For Benedikt, such uses of technology are troubling even bad for women. She writes, the more we treat fetuses like people including them in our family photo shoots, tagging them on our Facebook walls, giving them their own Twitter accounts the harder it will be to deny that they are people when the next, say, personhood amendment comes up, with legislators and activists arguing that the unborn child inside a pregnant womans womb should have the same rights as the living among us.
In other words, dont believe what your lying eyes tell you about fetuses, because if we start viewing them as people, those mean ol anti-choicers might start demanding that we treat them that way.
This approach to the unborn nothing to see here, folks, just move along says so much about the pro-choice worldview. But it gets worse. Writing about the recent congressional debate over sex-selection abortion, instead of bemoaning the elimination of millions of future women, Benedikt urges pro-choicers to embrace sex-selection abortion.
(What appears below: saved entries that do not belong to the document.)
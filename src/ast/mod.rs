//! # Quova AST
//!
//! Immutable, structurally-compared value nodes built bottom-up by the
//! visitor in [`crate::syntax`] and consumed by the renderer in
//! [`crate::render`]. Nodes carry no spans; equality is structural.

pub mod declarations;
pub mod expressions;
pub mod modifiers;
pub mod statements;
pub mod types;

use serde::Serialize;

pub use declarations::*;
pub use expressions::*;
pub use modifiers::*;
pub use statements::*;
pub use types::*;

/// One compilation unit.
#[derive(Debug, Clone, PartialEq, Serialize)]
pub struct QuovaFile {
    pub shebang: Option<String>,
    pub package: Option<String>,
    /// User imports followed by the two synthetic imports.
    pub imports: Vec<Import>,
    pub declarations: Vec<Declaration>,
}

#[derive(Debug, Clone, PartialEq, Eq, Serialize)]
pub struct Import {
    pub path: String,
    pub wildcard: bool,
    /// `import a.b.{C, D}` selects `C` and `D`.
    pub names: Vec<String>,
    pub alias: Option<String>,
}

impl Import {
    /// `import quova.*`
    pub fn standard_library() -> Self {
        Import {
            path: "quova".to_string(),
            wildcard: true,
            names: vec![],
            alias: None,
        }
    }

    /// `import kotlin.Int as Integer`, freeing `Int` for Quova's own integer types.
    pub fn integer_alias() -> Self {
        Import {
            path: "kotlin.Int".to_string(),
            wildcard: false,
            names: vec![],
            alias: Some("Integer".to_string()),
        }
    }
}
She writes: No matter how many ultrasound pics get posted to Facebook, these are fetuses with female genitals or male genitals not little girls and little boys. If pro-choicers object to aborting because of the sex of the fetus, arent we then saying that abortion is murdering girls? That is not the case to make if your goal is to protect abortion rights. Gulp for a second if you must, then get over it. Wow!
Chuck Colson always said that worldview matters. And to judge the validity of any worldview, follow it to its logical conclusion. Thanks to Ms. Benedikt and those like her, the pro-choice worldviews logical conclusion is there for all to see: In order to maintain the supreme good of a womans choice, pro-choicers must always and everywhere deny the humanity of the unborn child. Even when their own eyes tell them otherwise.
Eric Metaxas is best known for two biographies: Bonhoeffer: Pastor, Martyr, Prophet, Spy about Dietrich Bonhoeffer, and Amazing Grace: William Wilberforce and the Heroic Campaign to End Slavery about William Wilberforce. He also wrote books and videos for VeggieTales.
She [Benedikt] writes: No matter how many ultrasound pics get posted to Facebook, these are fetuses with female genitals or male genitals not little girls and little boys. If pro-choicers object to aborting because of the sex of the fetus, arent we then saying that abortion is murdering girls? That is not the case to make if your goal is to protect abortion rights. Gulp for a second if you must, then get over it. Wow!
Chuck Colson always said that worldview matters. And to judge the validity of any worldview, follow it to its logical conclusion. Thanks to Ms. Benedikt and those like her, the pro-choice worldviews logical conclusion is there for all to see: In order to maintain the supreme good of a womans choice, pro-choicers must always and everywhere deny the humanity of the unborn child. Even when their own eyes tell them otherwise.
Eeeeeeeeew! I just threw up in my mouth a little.
I think this is part of a left-wing conspiracy to make pregnancy seem like a disgusting psychosis, thereby promoting the HHS "preventative" care mandate.
A demonic version of magic thinking ... denying these are human beings is crucial to defending the murder of these little ones.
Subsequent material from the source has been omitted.